EXERCISE OBJECTIVE:
Copy the data word for word, keeping every line.

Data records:
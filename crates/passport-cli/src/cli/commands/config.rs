//! Config command handlers.

use anyhow::{Context, Result};
use passport_core::config;

pub fn path() {
    println!("{}", config::paths::config_path().display());
}

pub fn init() -> Result<()> {
    let config_path = config::paths::config_path();
    config::Config::init(&config_path)
        .with_context(|| format!("init config at {}", config_path.display()))?;
    println!("Created config at {}", config_path.display());
    Ok(())
}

TASK RESULT:
filename crates/passport-cli/src/cli/commands/config.rs
//! Config command handlers.

use anyhow::{Context, Result};
use passport_core::config;

pub fn path() {
    println!("{}", config::paths::config_path().display());
}

pub fn init() -> Result<()> {
    let config_path = config::paths::config_path();
    config::Config::init(&config_path)
        .with_context(|| format!("init config at {}", config_path.display()))?;
    println!("Created config at {}", config_path.display());
    Ok(())
}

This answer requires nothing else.